Le couple qui chassait les nazis

Beate et Serge Klarsfeld ont consacré leur vie à retrouver et à faire juger les responsables de la Shoah


 Catherine Mallaval

Catherine Mallaval

29 décembre 2017 à 05:00

Exposition »   Métro Porte de Saint-Cloud, le 11 mai 1960. Un homme, une femme, un coup de foudre. Lui, c’est Serge Klarsfeld, né en 1935 à Bucarest, Roumanie. Elle s’appelle Beate Künzel, née en 1939 à Berlin. Serge raconte ainsi cette rencontre aussi fortuite qu’électrique: «Elle portait une robe bleue serrée à la taille […]. Sa silhouette me plaisait et quand elle s’est retournée, son visage m’a paru clair et énergique.» Ce 11 mai, se produit un autre événement comme en écho à leur destin: des agents du Mossad capturent Adolf Eichmann en Argentine où le criminel de guerre nazi vivait depuis dix ans caché sous le nom de Riccardo Klement. Beate Künzel épouse Serge Klarsfeld trois ans plus tard. Dès lors, le couple franco-allemand va, sans relâche, unir ses forces pour que nul n’oublie les crimes nazis.

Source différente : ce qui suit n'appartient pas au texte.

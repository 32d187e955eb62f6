use chrono::NaiveDateTime;
use serde::{Deserialize, Serialize};

/// Loyalty level assigned to a customer from accumulated points.
///
/// Variants are declared in ascending order so comparisons follow
/// bronze < silver < gold.
#[derive(Debug, Serialize, Deserialize, Clone, Copy, PartialEq, Eq, PartialOrd, Ord)]
#[serde(rename_all = "snake_case")]
pub enum CustomerLevel {
    Bronze,
    Silver,
    Gold,
}

impl Default for CustomerLevel {
    fn default() -> Self {
        Self::Bronze
    }
}

impl CustomerLevel {
    /// Discount percentage granted at this level.
    pub fn discount_percent(self) -> i32 {
        match self {
            Self::Bronze => 0,
            Self::Silver => 5,
            Self::Gold => 10,
        }
    }
}

impl From<&str> for CustomerLevel {
    fn from(value: &str) -> Self {
        match value {
            "silver" => Self::Silver,
            "gold" => Self::Gold,
            _ => Self::Bronze,
        }
    }
}

impl From<CustomerLevel> for &'static str {
    fn from(value: CustomerLevel) -> Self {
        match value {
            CustomerLevel::Bronze => "bronze",
            CustomerLevel::Silver => "silver",
            CustomerLevel::Gold => "gold",
        }
    }
}

/// Kind of event that changed a customer's points balance.
#[derive(Debug, Serialize, Deserialize, Clone, Copy, PartialEq, Eq)]
#[serde(rename_all = "snake_case")]
pub enum PointEvent {
    /// Points earned by a completed order.
    Order,
    /// Bonus granted to a referrer when their referral registered.
    Referral,
    /// Reversal applied to a referrer when the referral link was removed.
    ReferralRemoved,
    /// Discretionary bonus granted by staff.
    Bonus,
    /// Manual correction, positive or negative.
    Adjustment,
}

impl From<&str> for PointEvent {
    fn from(value: &str) -> Self {
        match value {
            "order" => Self::Order,
            "referral" => Self::Referral,
            "referral_removed" => Self::ReferralRemoved,
            "bonus" => Self::Bonus,
            _ => Self::Adjustment,
        }
    }
}

impl From<PointEvent> for &'static str {
    fn from(value: PointEvent) -> Self {
        match value {
            PointEvent::Order => "order",
            PointEvent::Referral => "referral",
            PointEvent::ReferralRemoved => "referral_removed",
            PointEvent::Bonus => "bonus",
            PointEvent::Adjustment => "adjustment",
        }
    }
}

/// Policy constants driving point awards and level thresholds.
///
/// Passed explicitly into every service and repository operation that
/// settles points; nothing reads these from ambient state.
#[derive(Debug, Clone, Copy, PartialEq, Eq)]
pub struct LoyaltySettings {
    /// Currency units (smallest denomination) that earn one point.
    pub units_per_point: i64,
    /// Flat bonus granted to a referrer when their referral registers.
    pub referral_bonus: i32,
    /// Minimum points for the silver level.
    pub silver_threshold: i32,
    /// Minimum points for the gold level.
    pub gold_threshold: i32,
}

impl Default for LoyaltySettings {
    fn default() -> Self {
        Self {
            units_per_point: 1000,
            referral_bonus: 100,
            silver_threshold: 1000,
            gold_threshold: 5000,
        }
    }
}

impl LoyaltySettings {
    /// Level a customer with the given points balance belongs to.
    pub fn level_for(&self, points: i32) -> CustomerLevel {
        if points >= self.gold_threshold {
            CustomerLevel::Gold
        } else if points >= self.silver_threshold {
            CustomerLevel::Silver
        } else {
            CustomerLevel::Bronze
        }
    }

    /// Points earned by a completed order with the given total, rounded down.
    pub fn points_for_order(&self, total: i64) -> i32 {
        if total <= 0 || self.units_per_point <= 0 {
            return 0;
        }
        (total / self.units_per_point)
            .try_into()
            .unwrap_or(i32::MAX)
    }
}

/// Outcome of applying one point event to a customer.
#[derive(Debug, Serialize, Clone, Copy, PartialEq, Eq)]
pub struct Settlement {
    /// Customer whose balance was settled.
    pub customer_id: i32,
    /// Requested point delta for the event. History records this value
    /// even when the zero floor absorbed part of a deduction.
    pub delta: i32,
    /// Points balance after the event.
    pub points: i32,
    /// Level before the event.
    pub old_level: CustomerLevel,
    /// Level derived from the new balance.
    pub new_level: CustomerLevel,
}

impl Settlement {
    /// Whether the event moved the customer across a level boundary.
    pub fn level_changed(&self) -> bool {
        self.old_level != self.new_level
    }
}

/// Immutable audit record of one points change.
#[derive(Debug, Serialize, Deserialize, Clone)]
pub struct PointHistoryEntry {
    pub id: i32,
    pub customer_id: i32,
    /// Signed point delta recorded for the event.
    pub points: i32,
    pub event: PointEvent,
    /// Entity the event refers to (order id, referred customer id).
    pub related_id: Option<i32>,
    pub created_at: NaiveDateTime,
}

/// Immutable audit record of one level transition.
#[derive(Debug, Serialize, Deserialize, Clone)]
pub struct LevelHistoryEntry {
    pub id: i32,
    pub customer_id: i32,
    pub old_level: CustomerLevel,
    pub new_level: CustomerLevel,
    /// Points balance at the moment of the transition.
    pub points: i32,
    pub changed_at: NaiveDateTime,
}
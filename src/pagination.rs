use serde::Serialize;

/// Page size used by list services when the caller does not override it.
pub const DEFAULT_ITEMS_PER_PAGE: usize = 25;

/// Offset/limit pair applied by repository list queries.
#[derive(Debug, Clone, Copy, PartialEq, Eq)]
pub struct Pagination {
    pub page: usize,
    pub per_page: usize,
}

/// One page of results together with the page-link numbers.
///
/// `pages` always ends with the total page count; an empty result set
/// serializes with an empty `pages` array.
#[derive(Debug, Clone, Serialize)]
pub struct Paginated<T> {
    pub items: Vec<T>,
    pub page: usize,
    pub pages: Vec<usize>,
}

impl<T> Paginated<T> {
    pub fn new(items: Vec<T>, page: usize, total_pages: usize) -> Self {
        Self {
            items,
            page,
            pages: (1..=total_pages).collect(),
        }
    }

    pub fn total_pages(&self) -> usize {
        self.pages.last().copied().unwrap_or(0)
    }
}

Aujourd’hui, Serge Klarsfeld a 82 ans, Beate 78. Ensemble, un matin de décembre, ils ont arpenté l’exposition que leur consacre le Mémorial de la Shoah, à Paris.

Deux enfants de la guerre

Serge, c’est l’histoire d’un gosse ballotté entre la Roumanie et la France, avide de lecture et gourmand d’histoire. En 1939, il a 4 ans quand Arno, son père, de nationalité roumaine, s’engage dans l’armée française pour combattre les nazis. Il est fait prisonnier en juin 1940, s’évade en 1941, rejoint sa famille: Raïssa sa femme, ses enfants Georgette et Serge qui ont trouvé refuge à Nice. Dans la nuit du 30 septembre 1943, les SS viennent les arrêter. Arno réussit à cacher femme et enfants dans une armoire à double fond et se livre. Transfert à Drancy, déportation à Auschwitz-Birkenau, il meurt durant l'été 1944. «Serge a été très marqué par la disparition de son père pour lequel il avait une grande dévotion», insiste le commissaire de l’exposition, l’historien Olivier Lalieu. Quand, durant sa scolarité, il doit remplir la case «profession du père», il ne manque jamais d’écrire: mort en déportation.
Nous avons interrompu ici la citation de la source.